No, Defunding Planned Parenthood Is Not ‘Sure to Increase the Number of Abortions’

The recent undercover videos by the Center for Medical Progress which show Planned Parenthood physicians discussing the sale of fetal body parts have put the organization’s mainstream-media allies in a difficult position. Of course, that has not prevented them from trying to rally support for Planned Parenthood. In his Friday Washington Post column, Dana Milbank dubs Monday’s Senate vote to cut off federal funding from Planned Parenthood “The Abortion Promotion Act of 2015.” He argues that political efforts to defund Planned Parenthood are “sure to increase the number of abortions.”

Milbank first claims that that there isn’t a national network of health-care providers capable of providing contraceptives if Planned Parenthood were to be denied funding. But a recent analysis by Genevieve Plaster of the Charlotte Lozier Institute finds that there are over 13 times as many Federally Qualified Health Centers (FQHCs) as there are Planned Parenthood facilities. These FQHCs serve eight times more individuals than Planned Parenthood. Steering more money to them might actually improve the availability of health care to women who live in rural areas, as a disproportionately high number of Planned Parenthood facilities are located in blue states and in cities.

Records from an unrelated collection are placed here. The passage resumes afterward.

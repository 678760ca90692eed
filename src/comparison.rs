//! Types carrying the outcome of an instruction-level function comparison.

use crate::function::Function;
use crate::instruction::{AsmInstruction, AsmLabel};
use crate::IndexT;

/// One of the two executables of a comparison.
#[derive(Debug, Copy, Clone, PartialEq, Eq)]
pub enum Side {
    Left = 0,
    Right = 1,
}

impl Side {
    pub fn opposite(self) -> Side {
        match self {
            Side::Left => Side::Right,
            Side::Right => Side::Left,
        }
    }

    pub fn index(self) -> usize {
        self as usize
    }
}

/// Classification policy deciding how symbol-form ambiguity counts.
#[derive(Debug, Copy, Clone, PartialEq, Eq, Default)]
pub enum AsmMatchStrictness {
    /// Unknown to known/unknown symbol pairs are treated as match.
    Lenient,
    /// Unknown to known/unknown symbol pairs are treated as undecided, maybe match or mismatch.
    #[default]
    Undecided,
    /// Unknown to known/unknown symbol pairs are treated as mismatch.
    Strict,
}

/// Parses a strictness name, defaulting to [AsmMatchStrictness::Undecided].
pub fn to_asm_match_strictness(str: &str) -> AsmMatchStrictness {
    if str.eq_ignore_ascii_case("lenient") {
        AsmMatchStrictness::Lenient
    } else if str.eq_ignore_ascii_case("undecided") {
        AsmMatchStrictness::Undecided
    } else if str.eq_ignore_ascii_case("strict") {
        AsmMatchStrictness::Strict
    } else {
        log::warn!("unrecognized match strictness '{str}', defaulting to 'undecided'");
        AsmMatchStrictness::Undecided
    }
}

/// Per-record verdict after applying a strictness policy.
#[derive(Debug, Copy, Clone, PartialEq, Eq)]
pub enum AsmMatchValue {
    Match,
    /// Could be a match or mismatch; only symbol-form ambiguity differs.
    MaybeMatch,
    Mismatch,
}

/// Extended verdict distinguishing which side is missing an instruction.
#[derive(Debug, Copy, Clone, PartialEq, Eq)]
pub enum AsmMatchValueEx {
    Match,
    MaybeMatch,
    Mismatch,
    MissingLeft,
    MissingRight,
}

/// Reason bits recorded alongside the token bitmaps.
pub mod mismatch_reason {
    /// Jump length is different.
    pub const JUMP_LEN: u16 = 1 << 0;
    /// Instruction is missing on the left side.
    pub const MISSING_LEFT: u16 = 1 << 1;
    /// Instruction is missing on the right side.
    pub const MISSING_RIGHT: u16 = 1 << 2;
    pub const MISSING: u16 = MISSING_LEFT | MISSING_RIGHT;
    /// Instruction is invalid on the left side.
    pub const INVALID_LEFT: u16 = 1 << 3;
    /// Instruction is invalid on the right side.
    pub const INVALID_RIGHT: u16 = 1 << 4;
    pub const INVALID: u16 = INVALID_LEFT | INVALID_RIGHT;
}

/// Packed verdict for one aligned instruction pair.
///
/// Bit `i` of the bitmaps refers to word `i` of the pre-split instruction text. The two bitmaps
/// are mutually exclusive.
#[derive(Debug, Copy, Clone, Default, PartialEq, Eq)]
pub struct AsmMismatchInfo {
    /// Bit positions where instruction words are mismatching.
    pub mismatch_bits: u16,
    /// Bit positions where instruction words are maybe mismatching.
    pub maybe_mismatch_bits: u16,
    pub mismatch_reasons: u16,
}

impl AsmMismatchInfo {
    pub fn is_match(&self) -> bool {
        self.mismatch_bits == 0 && self.maybe_mismatch_bits == 0 && self.mismatch_reasons == 0
    }

    pub fn is_mismatch(&self) -> bool {
        self.mismatch_bits != 0 || self.mismatch_reasons != 0
    }

    pub fn is_maybe_match(&self) -> bool {
        self.mismatch_bits == 0 && self.maybe_mismatch_bits != 0 && self.mismatch_reasons == 0
    }

    /// Opposite wording, but same meaning.
    pub fn is_maybe_mismatch(&self) -> bool {
        self.is_maybe_match()
    }

    pub fn get_match_value(&self, strictness: AsmMatchStrictness) -> AsmMatchValue {
        match strictness {
            AsmMatchStrictness::Lenient => {
                if self.mismatch_bits == 0 && self.mismatch_reasons == 0 {
                    AsmMatchValue::Match
                } else {
                    AsmMatchValue::Mismatch
                }
            }
            AsmMatchStrictness::Undecided => {
                if self.is_match() {
                    AsmMatchValue::Match
                } else if self.maybe_mismatch_bits != 0 {
                    AsmMatchValue::MaybeMatch
                } else {
                    AsmMatchValue::Mismatch
                }
            }
            AsmMatchStrictness::Strict => {
                if self.is_match() {
                    AsmMatchValue::Match
                } else {
                    AsmMatchValue::Mismatch
                }
            }
        }
    }

    pub fn get_match_value_ex(&self, strictness: AsmMatchStrictness) -> AsmMatchValueEx {
        match self.get_match_value(strictness) {
            AsmMatchValue::Match => AsmMatchValueEx::Match,
            AsmMatchValue::MaybeMatch => AsmMatchValueEx::MaybeMatch,
            AsmMatchValue::Mismatch => {
                if self.mismatch_reasons & mismatch_reason::MISSING_LEFT != 0 {
                    AsmMatchValueEx::MissingLeft
                } else if self.mismatch_reasons & mismatch_reason::MISSING_RIGHT != 0 {
                    AsmMatchValueEx::MissingRight
                } else {
                    AsmMatchValueEx::Mismatch
                }
            }
        }
    }
}

/// A pair of corresponding labels. One side can be absent.
#[derive(Debug, Clone, Copy)]
pub struct AsmLabelPair<'a> {
    pub pair: [Option<&'a AsmLabel>; 2],
}

/// A pair of corresponding instructions with their verdict. One side can be absent.
#[derive(Debug, Clone, Copy)]
pub struct AsmInstructionPair<'a> {
    pub pair: [Option<&'a AsmInstruction>; 2],
    pub mismatch_info: AsmMismatchInfo,
}

/// One aligned row of a comparison. Rows borrow from the two compared [Function]s, which must
/// outlive the comparison result.
#[derive(Debug, Clone, Copy)]
pub enum AsmComparisonRecord<'a> {
    Label(AsmLabelPair<'a>),
    Instruction(AsmInstructionPair<'a>),
}

impl<'a> AsmComparisonRecord<'a> {
    pub fn as_instruction_pair(&self) -> Option<&AsmInstructionPair<'a>> {
        match self {
            AsmComparisonRecord::Instruction(pair) => Some(pair),
            AsmComparisonRecord::Label(_) => None,
        }
    }

    /// Bit mask of the sides whose instruction starts at a symbol.
    pub fn symbol_sides(&self) -> u8 {
        let mut bits = 0;
        if let AsmComparisonRecord::Instruction(record) = self {
            for (side, instruction) in record.pair.iter().enumerate() {
                if instruction.map(|instruction| instruction.is_symbol).unwrap_or(false) {
                    bits |= 1 << side;
                }
            }
        }
        bits
    }
}

/// The aligned record sequence and tallies for one compared function pair.
#[derive(Debug, Clone, Default)]
pub struct AsmComparisonResult<'a> {
    pub records: Vec<AsmComparisonRecord<'a>>,
    /// Number of instruction records that contain at least one symbol.
    pub symbol_count: u32,
    pub match_count: u32,
    /// Alias maybe mismatch, could be a match or mismatch.
    pub maybe_match_count: u32,
    pub mismatch_count: u32,
}

impl<'a> AsmComparisonResult<'a> {
    pub fn get_instruction_count(&self) -> u32 {
        self.match_count + self.maybe_match_count + self.mismatch_count
    }

    pub fn get_match_count(&self, strictness: AsmMatchStrictness) -> u32 {
        match strictness {
            AsmMatchStrictness::Lenient => self.match_count + self.maybe_match_count,
            AsmMatchStrictness::Undecided | AsmMatchStrictness::Strict => self.match_count,
        }
    }

    pub fn get_max_match_count(&self, strictness: AsmMatchStrictness) -> u32 {
        match strictness {
            AsmMatchStrictness::Lenient | AsmMatchStrictness::Undecided => {
                self.match_count + self.maybe_match_count
            }
            AsmMatchStrictness::Strict => self.match_count,
        }
    }

    pub fn get_mismatch_count(&self, strictness: AsmMatchStrictness) -> u32 {
        match strictness {
            AsmMatchStrictness::Lenient | AsmMatchStrictness::Undecided => self.mismatch_count,
            AsmMatchStrictness::Strict => self.mismatch_count + self.maybe_match_count,
        }
    }

    pub fn get_max_mismatch_count(&self, strictness: AsmMatchStrictness) -> u32 {
        match strictness {
            AsmMatchStrictness::Lenient => self.mismatch_count,
            AsmMatchStrictness::Undecided | AsmMatchStrictness::Strict => {
                self.mismatch_count + self.maybe_match_count
            }
        }
    }

    /// Returns 0..1.
    pub fn get_similarity(&self, strictness: AsmMatchStrictness) -> f32 {
        self.get_match_count(strictness) as f32 / self.get_instruction_count() as f32
    }

    /// Returns 0..1.
    pub fn get_max_similarity(&self, strictness: AsmMatchStrictness) -> f32 {
        self.get_max_match_count(strictness) as f32 / self.get_instruction_count() as f32
    }

    /// Returns 0..100.
    pub fn get_similarity_as_int(&self, strictness: AsmMatchStrictness) -> u8 {
        (self.get_match_count(strictness) * 100 / self.get_instruction_count()) as u8
    }

    /// Returns 0..100.
    pub fn get_max_similarity_as_int(&self, strictness: AsmMatchStrictness) -> u8 {
        (self.get_max_match_count(strictness) * 100 / self.get_instruction_count()) as u8
    }
}

/// Number of records between two instruction addresses on one side, or None when either address
/// is not present. Linear search, because records can have absent sides.
pub fn get_record_distance(
    records: &[AsmComparisonRecord<'_>],
    side: Side,
    address1: u64,
    address2: u64,
) -> Option<isize> {
    let position = |address: u64| {
        records.iter().position(|record| {
            record
                .as_instruction_pair()
                .and_then(|pair| pair.pair[side.index()])
                .map(|instruction| instruction.address == address)
                .unwrap_or(false)
        })
    };
    let index1 = position(address1)?;
    let index2 = position(address2)?;
    Some(index2 as isize - index1 as isize)
}

/// A function known by name in one executable.
#[derive(Debug, Default)]
pub struct NamedFunction {
    pub name: String,
    pub function: Function,
}

impl NamedFunction {
    pub fn new(name: impl Into<String>, function: Function) -> Self {
        Self {
            name: name.into(),
            function,
        }
    }

    pub fn is_disassembled(&self) -> bool {
        !self.function.get_instructions().is_empty()
    }
}

pub const INVALID_INDEX: IndexT = IndexT::MAX;

/// Links a named function to the matched function it participates in, if any.
#[derive(Debug, Copy, Clone)]
pub struct NamedFunctionMatchInfo {
    pub matched_index: IndexT,
}

impl Default for NamedFunctionMatchInfo {
    fn default() -> Self {
        Self {
            matched_index: INVALID_INDEX,
        }
    }
}

impl NamedFunctionMatchInfo {
    pub fn is_matched(&self) -> bool {
        self.matched_index != INVALID_INDEX
    }
}

/// Pairs a function from two executables that can be compared.
#[derive(Debug, Copy, Clone)]
pub struct MatchedFunction {
    /// Links to the named functions of both sides.
    pub named_idx_pair: [IndexT; 2],
}

#[cfg(test)]
mod tests {
    use super::*;

    #[test]
    fn test_match_value_per_strictness() {
        let maybe = AsmMismatchInfo {
            maybe_mismatch_bits: 1 << 1,
            ..Default::default()
        };
        assert_eq!(maybe.get_match_value(AsmMatchStrictness::Lenient), AsmMatchValue::Match);
        assert_eq!(
            maybe.get_match_value(AsmMatchStrictness::Undecided),
            AsmMatchValue::MaybeMatch
        );
        assert_eq!(maybe.get_match_value(AsmMatchStrictness::Strict), AsmMatchValue::Mismatch);

        let hard = AsmMismatchInfo {
            mismatch_bits: 1,
            ..Default::default()
        };
        for strictness in [
            AsmMatchStrictness::Lenient,
            AsmMatchStrictness::Undecided,
            AsmMatchStrictness::Strict,
        ] {
            assert_eq!(hard.get_match_value(strictness), AsmMatchValue::Mismatch);
        }
    }

    #[test]
    fn test_match_value_ex_missing_sides() {
        let missing_left = AsmMismatchInfo {
            mismatch_reasons: mismatch_reason::MISSING_LEFT,
            ..Default::default()
        };
        assert_eq!(
            missing_left.get_match_value_ex(AsmMatchStrictness::Undecided),
            AsmMatchValueEx::MissingLeft
        );

        let missing_right = AsmMismatchInfo {
            mismatch_reasons: mismatch_reason::MISSING_RIGHT,
            ..Default::default()
        };
        assert_eq!(
            missing_right.get_match_value_ex(AsmMatchStrictness::Undecided),
            AsmMatchValueEx::MissingRight
        );
    }

    #[test]
    fn test_jump_len_reason_is_mismatch_under_lenient() {
        let info = AsmMismatchInfo {
            mismatch_reasons: mismatch_reason::JUMP_LEN,
            ..Default::default()
        };
        assert!(info.is_mismatch());
        assert_eq!(info.get_match_value(AsmMatchStrictness::Lenient), AsmMatchValue::Mismatch);
    }

    #[test]
    fn test_counts_and_similarity() {
        let result = AsmComparisonResult {
            records: Vec::new(),
            symbol_count: 0,
            match_count: 6,
            maybe_match_count: 2,
            mismatch_count: 2,
        };
        assert_eq!(result.get_instruction_count(), 10);
        assert_eq!(result.get_match_count(AsmMatchStrictness::Lenient), 8);
        assert_eq!(result.get_match_count(AsmMatchStrictness::Undecided), 6);
        assert_eq!(result.get_mismatch_count(AsmMatchStrictness::Strict), 4);
        assert_eq!(result.get_similarity_as_int(AsmMatchStrictness::Lenient), 80);
        assert_eq!(result.get_similarity_as_int(AsmMatchStrictness::Undecided), 60);
        assert_eq!(result.get_max_similarity_as_int(AsmMatchStrictness::Undecided), 80);
        assert!((result.get_similarity(AsmMatchStrictness::Lenient) - 0.8).abs() < f32::EPSILON);
    }

    #[test]
    fn test_side_opposite() {
        assert_eq!(Side::Left.opposite(), Side::Right);
        assert_eq!(Side::Right.opposite(), Side::Left);
    }
}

#related#Milbank also argues that if contraception were less available, the unintended-pregnancy rate would increase. But there’s an impressive body of academic research which shows that sexual activity increases with the increased availability of contraception. A 2003 Guttmacher Institute study showed that contraception use and abortion rates rose simultaneously in several countries. A 1996 Quarterly Journal of Economics Study, which was co-authored by Federal Reserve chair Janet Yellen, found that the advent of the birth-control pill led to more sexual activity and more unintended pregnancies. And a University of Michigan study analyzed what happened when the 2005 Federal Deficit Reduction Act led to a sharp increase in the price of birth-control pills at college health centers. It found that there were statistically significant decreases in both the frequency of sexual intercourse and the number of sex partners. The unintended-pregnancy rate remained about the same.

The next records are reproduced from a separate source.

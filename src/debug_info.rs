//! Debug information contract and PDB reading.
//!
//! The comparison core only consumes the plain data types here: per-function address ranges,
//! name variants, compiland and source file linkage, and monotonic line tables. [PdbReader]
//! fills them from a program database file.

use crate::function::SourceLineRange;
use crate::symbols::ExeSymbol;
use crate::IndexT;
use pdb::FallibleIterator;
use std::collections::HashMap;
use std::fs::File;
use std::path::Path;
use thiserror::Error;

#[derive(Debug, Error)]
pub enum DebugInfoError {
    #[error("failed to open debug info file: {0}")]
    Io(#[from] std::io::Error),
    #[error("failed to read debug info: {0}")]
    Pdb(#[from] pdb::Error),
}

/// A compilation unit contributing functions to the executable.
#[derive(Debug, Clone, Default)]
pub struct DbgCompiland {
    pub name: String,
}

#[derive(Debug, Clone, Default)]
pub struct DbgSourceFile {
    pub name: String,
}

/// Per-function metadata from the debug information.
#[derive(Debug, Clone, Default)]
pub struct DbgFunction {
    /// Mangled linker name, when known.
    pub decorated_name: String,
    /// Plain name as written in the source.
    pub undecorated_name: String,
    /// Fully qualified name used for matching across executables.
    pub global_name: String,
    /// Function begin address, section-relative.
    pub address: u64,
    pub size: u64,
    pub compiland_index: IndexT,
    pub source_file_index: Option<IndexT>,
    /// Line ranges covering `[0, size)` monotonically.
    pub source_lines: Vec<SourceLineRange>,
}

impl DbgFunction {
    pub fn end_address(&self) -> u64 {
        self.address + self.size
    }
}

/// All debug information relevant to disassembly and bundling.
#[derive(Debug, Clone, Default)]
pub struct DebugInfo {
    pub functions: Vec<DbgFunction>,
    pub compilands: Vec<DbgCompiland>,
    pub source_files: Vec<DbgSourceFile>,
}

impl DebugInfo {
    pub fn find_function(&self, address: u64) -> Option<&DbgFunction> {
        self.functions
            .iter()
            .find(|function| address >= function.address && address < function.end_address())
    }

    pub fn source_file_name(&self, index: Option<IndexT>) -> Option<&str> {
        index.map(|index| self.source_files[index as usize].name.as_str())
    }

    /// Converts the function list to symbols for the executable's symbol table.
    pub fn to_exe_symbols(&self) -> Vec<ExeSymbol> {
        self.functions
            .iter()
            .map(|function| ExeSymbol::new(function.global_name.clone(), function.address, function.size))
            .collect()
    }
}

/// Reads functions, compilands, source files and line tables from a PDB file.
pub struct PdbReader;

impl PdbReader {
    pub fn read(filename: &Path) -> Result<DebugInfo, DebugInfoError> {
        log::debug!("reading debug info from '{}'...", filename.display());

        let file = File::open(filename)?;
        let mut pdb = pdb::PDB::open(file)?;

        let address_map = pdb.address_map()?;
        let string_table = pdb.string_table().ok();

        let mut info = DebugInfo::default();
        let mut source_file_indices: HashMap<String, IndexT> = HashMap::new();
        // Decorated names come from the public symbol stream, keyed by address.
        let mut decorated_names: HashMap<u64, String> = HashMap::new();

        let symbol_table = pdb.global_symbols()?;
        let mut symbols = symbol_table.iter();
        while let Some(symbol) = symbols.next()? {
            if let Ok(pdb::SymbolData::Public(public)) = symbol.parse() {
                if !public.function {
                    continue;
                }
                if let Some(rva) = public.offset.to_rva(&address_map) {
                    decorated_names.insert(rva.0 as u64, public.name.to_string().into_owned());
                }
            }
        }

        let debug_information = pdb.debug_information()?;
        let mut modules = debug_information.modules()?;
        while let Some(module) = modules.next()? {
            let Some(module_info) = pdb.module_info(&module)? else {
                continue;
            };

            let compiland_index = info.compilands.len() as IndexT;
            info.compilands.push(DbgCompiland {
                name: module.module_name().into_owned(),
            });

            let line_program = module_info.line_program()?;
            let mut symbols = module_info.symbols()?;
            while let Some(symbol) = symbols.next()? {
                let Ok(pdb::SymbolData::Procedure(procedure)) = symbol.parse() else {
                    continue;
                };
                let Some(rva) = procedure.offset.to_rva(&address_map) else {
                    continue;
                };
                let address = rva.0 as u64;
                let size = procedure.len as u64;
                if size == 0 {
                    continue;
                }

                let undecorated_name = procedure.name.to_string().into_owned();
                let mut function = DbgFunction {
                    decorated_name: decorated_names.get(&address).cloned().unwrap_or_default(),
                    global_name: undecorated_name.clone(),
                    undecorated_name,
                    address,
                    size,
                    compiland_index,
                    source_file_index: None,
                    source_lines: Vec::new(),
                };

                Self::read_source_lines(
                    &mut function,
                    &line_program,
                    &address_map,
                    string_table.as_ref(),
                    procedure.offset,
                    &mut source_file_indices,
                    &mut info.source_files,
                )?;

                info.functions.push(function);
            }
        }

        info.functions.sort_by_key(|function| function.address);

        log::debug!(
            "read {} functions from {} compilands",
            info.functions.len(),
            info.compilands.len()
        );
        Ok(info)
    }

    fn read_source_lines(
        function: &mut DbgFunction,
        line_program: &pdb::LineProgram,
        address_map: &pdb::AddressMap,
        string_table: Option<&pdb::StringTable>,
        offset: pdb::PdbInternalSectionOffset,
        source_file_indices: &mut HashMap<String, IndexT>,
        source_files: &mut Vec<DbgSourceFile>,
    ) -> Result<(), DebugInfoError> {
        let mut lines = line_program.lines_for_symbol(offset);
        let mut ranges: Vec<(u64, u64, u16)> = Vec::new();

        while let Some(line) = lines.next()? {
            let Some(rva) = line.offset.to_rva(address_map) else {
                continue;
            };
            let address = rva.0 as u64;
            if address < function.address || address >= function.end_address() {
                continue;
            }

            if function.source_file_index.is_none() {
                if let (Ok(file_info), Some(string_table)) =
                    (line_program.get_file_info(line.file_index), string_table)
                {
                    if let Ok(name) = file_info.name.to_string_lossy(string_table) {
                        let name = name.into_owned();
                        let index = *source_file_indices.entry(name.clone()).or_insert_with(|| {
                            let index = source_files.len() as IndexT;
                            source_files.push(DbgSourceFile { name });
                            index
                        });
                        function.source_file_index = Some(index);
                    }
                }
            }

            let length = line.length.unwrap_or(0) as u64;
            ranges.push((address - function.address, length, line.line_start as u16));
        }

        ranges.sort_by_key(|&(offset, _, _)| offset);

        // Make the ranges cover the function monotonically: each range runs until the next one
        // starts, the last one until the function end.
        for index in 0..ranges.len() {
            let end = if index + 1 < ranges.len() {
                ranges[index + 1].0
            } else {
                function.size
            };
            let (offset, length, line_number) = ranges[index];
            let length = if length == 0 { end - offset } else { length.min(end - offset) };
            function.source_lines.push(SourceLineRange {
                offset,
                length,
                line_number,
            });
        }

        // Stretch the last range to the function end so the table covers [0, size).
        if let Some(last) = function.source_lines.last_mut() {
            if last.offset + last.length < function.size {
                last.length = function.size - last.offset;
            }
        }

        Ok(())
    }
}

#[cfg(test)]
mod tests {
    use super::*;

    fn make_info() -> DebugInfo {
        DebugInfo {
            functions: vec![
                DbgFunction {
                    global_name: "alpha".into(),
                    undecorated_name: "alpha".into(),
                    address: 0x1000,
                    size: 0x20,
                    compiland_index: 0,
                    source_file_index: Some(0),
                    ..Default::default()
                },
                DbgFunction {
                    global_name: "beta".into(),
                    undecorated_name: "beta".into(),
                    address: 0x1020,
                    size: 0x10,
                    compiland_index: 1,
                    source_file_index: None,
                    ..Default::default()
                },
            ],
            compilands: vec![
                DbgCompiland { name: "alpha.obj".into() },
                DbgCompiland { name: "beta.obj".into() },
            ],
            source_files: vec![DbgSourceFile { name: "alpha.cpp".into() }],
        }
    }

    #[test]
    fn test_find_function() {
        let info = make_info();
        assert_eq!(info.find_function(0x1000).unwrap().global_name, "alpha");
        assert_eq!(info.find_function(0x101f).unwrap().global_name, "alpha");
        assert_eq!(info.find_function(0x1020).unwrap().global_name, "beta");
        assert!(info.find_function(0x1030).is_none());
    }

    #[test]
    fn test_to_exe_symbols() {
        let info = make_info();
        let symbols = info.to_exe_symbols();
        assert_eq!(symbols.len(), 2);
        assert_eq!(symbols[0].name, "alpha");
        assert_eq!(symbols[0].address, 0x1000);
        assert_eq!(symbols[0].size, 0x20);
    }

    #[test]
    fn test_source_file_name() {
        let info = make_info();
        assert_eq!(info.source_file_name(Some(0)), Some("alpha.cpp"));
        assert_eq!(info.source_file_name(None), None);
    }
}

Toward the end of his column, Milbank commends House speaker John Boehner for conducting an investigation and holding hearings on Planned Parenthood. Milbank concludes by stating “Facts First — what a novel — and refreshing — notion.” Unfortunately, Milbank doesn’t appear interested in facts that fail to fit his narrative. If he were, he’d recognize that Planned Parenthood’s aggressive promotion of contraception has led to a culture of sexual promiscuity and high rates of both unintended pregnancies and abortions.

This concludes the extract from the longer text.